Humans make mistakes. We always have and always will. We have to use our training and skills to recognize the fact that we will make errors, recognize those errors, use techniques to minimize errors and mitigate any negative outcomes caused by those errors. There are many methods and tools to accomplish this, but let’s focus on the management of the “threats.”
What is a threat?
A simple definition of a threat is: a person or thing likely to cause damage or danger. When you think about it, flying has many inherent threats: weather, the aircraft, the aircraft systems, the airport environment, and several others. Many specific threats could be covered in weather alone. The important part is not in listing or labeling the threats, but recognizing that they exist and mitigating the risks associated with those threats. In other words, what are you going to do to prevent that threat from causing an accident or incident?

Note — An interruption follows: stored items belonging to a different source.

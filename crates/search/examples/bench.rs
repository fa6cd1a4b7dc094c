use canteen_core::SearchRecord;
use canteen_search::{Matcher, SearchConfig};
use std::time::Instant;

const NAMES: [&str; 8] = ["兰州拉面", "沙县小吃", "黄焖鸡米饭", "Lanzhou Noodles", "Bubble Tea", "麻辣烫", "煎饼果子", "Campus Cafe"];
const LOCATIONS: [&str; 4] = ["南门", "北门", "二食堂", "East Gate"];
const KINDS: [&str; 3] = ["mainfood", "drinks", "snacks"];

fn gen_record(i: usize) -> SearchRecord {
    SearchRecord::new(
        format!("{i}"),
        format!("{} {}", NAMES[i % NAMES.len()], i),
        KINDS[i % KINDS.len()],
    )
    .with_location(LOCATIONS[i % LOCATIONS.len()])
    .with_tags([format!("tag{}", i % 20)])
    .with_menu(format!("{} 套餐 {}", NAMES[(i + 3) % NAMES.len()], i % 50))
}

fn percentile_us(xs: &mut [u128], p: f64) -> u128 {
    xs.sort_unstable();
    let idx = ((xs.len() as f64 - 1.0) * p).round() as usize;
    xs[idx]
}

fn main() {
    let n: usize = std::env::var("CANTEEN_BENCH_DOCS")
        .ok()
        .and_then(|s| s.parse().ok())
        .unwrap_or(2_000);
    let rounds: usize = std::env::var("CANTEEN_BENCH_ROUNDS")
        .ok()
        .and_then(|s| s.parse().ok())
        .unwrap_or(20);

    eprintln!("building records: {} docs", n);
    let records: Vec<SearchRecord> = (0..n).map(gen_record).collect();
    let matcher = Matcher::new(SearchConfig::from_env());

    let mut run = |label: &str, qs: &[&str]| {
        let mut times: Vec<u128> = Vec::with_capacity(qs.len() * rounds);
        let mut hits = 0usize;
        for _ in 0..rounds {
            for q in qs {
                let t = Instant::now();
                hits = matcher.search(q, &records).len();
                times.push(t.elapsed().as_micros());
            }
        }
        let p50 = percentile_us(&mut times.clone(), 0.50) as f64 / 1000.0;
        let p99 = percentile_us(&mut times, 0.99) as f64 / 1000.0;
        println!("{}: p50={:.3}ms p99={:.3}ms ({} queries x {} rounds, last hits={})", label, p50, p99, qs.len(), rounds, hits);
    };

    run("literal", &["拉面", "cafe", "南门"]);
    run("pinyin", &["lamian", "shaxian", "lzlm"]);
    run("fuzzy", &["bbltea", "cmpcf"]);
}
//! Pinyin-aware substring matching.
//!
//! Text is split into syllable units: a Han character yields its tone-free
//! pinyin, any other visible character yields itself. A keyword matches when
//! a contiguous run of units consumes it, each unit taking either its whole
//! syllable or a non-empty prefix of it. That admits full pinyin
//! (`lanzhou`), initials (`lzlm`), mixtures (`lanzlm`) and a trailing partial
//! syllable (`lanzh`) against 兰州拉面.

use pinyin::ToPinyin;
use rustc_hash::FxHashSet;

use crate::normalize::{fold_umlaut, to_comparable_form};

#[derive(Debug, Clone)]
struct Unit {
    ch: char,
    han: bool,
    syllable: Vec<char>,
}

fn units(text: &str) -> Vec<Unit> {
    text.chars()
        .filter(|c| !c.is_whitespace())
        .map(|c| match c.to_pinyin() {
            Some(py) => Unit { ch: c, han: true, syllable: py.plain().chars().map(fold_umlaut).collect() },
            None => Unit { ch: c, han: false, syllable: c.to_lowercase().map(fold_umlaut).collect() },
        })
        .collect()
}

fn normalize_keyword(keyword: &str) -> Vec<char> {
    keyword
        .chars()
        .filter(|c| !c.is_whitespace())
        .flat_map(|c| c.to_lowercase())
        .map(fold_umlaut)
        .collect()
}

/// Tone-free romanization of `text` (same key the normalizer compares on).
pub fn to_romanized(text: &str) -> String {
    to_comparable_form(text)
}

/// Does `keyword` match a contiguous run of `text`'s pinyin syllables?
pub fn romanized_substring_match(text: &str, keyword: &str) -> bool {
    let kw = normalize_keyword(keyword);
    if kw.is_empty() { return false; }
    let us = units(text);
    if us.is_empty() { return false; }
    let mut failed: FxHashSet<(usize, usize)> = FxHashSet::default();
    (0..us.len()).any(|start| consume(&us, start, &kw, 0, &mut failed))
}

fn consume(us: &[Unit], u: usize, kw: &[char], k: usize, failed: &mut FxHashSet<(usize, usize)>) -> bool {
    if k == kw.len() { return true; }
    if u == us.len() { return false; }
    if failed.contains(&(u, k)) { return false; }

    let unit = &us[u];
    if unit.han && kw[k] == unit.ch && consume(us, u + 1, kw, k + 1, failed) {
        return true;
    }

    let common = unit
        .syllable
        .iter()
        .zip(&kw[k..])
        // on Han syllables a typed `u` also stands for `ü` (lu -> 绿)
        .take_while(|(a, b)| a == b || (unit.han && **a == 'v' && **b == 'u'))
        .count();
    if common > 0 {
        if k + common == kw.len() { return true; }
        // longest take first: whole syllables are the common case
        for take in (1..=common).rev() {
            if consume(us, u + 1, kw, k + take, failed) { return true; }
        }
    }

    failed.insert((u, k));
    false
}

Most of us think of the threats and how to avoid (mitigate) them all the time. We call it flight planning. Threats and their mitigation is the very basis for flight planning. We ask ourselves during flight planning: What is the weather? What is the terrain I am flying over? What is the runway length at destination? What we may not think about, however, are the threats and mitigations as we are actually flying the aircraft – which is just as important as the questions we ask ourselves while flight planning.
As pilots, we spend a great deal of time planning flights. We verify airworthiness, check the weather, and ensure aircraft performance will be adequate, but how much time do we spend thinking about the actual flight itself as we are flying? Are we thinking about the threats just before takeoff or just before beginning an approach? What we would do in the event of a non-normal situation? When is the last time you were mentally prepared for, or even thought about, a go around while on final approach on a beautiful day?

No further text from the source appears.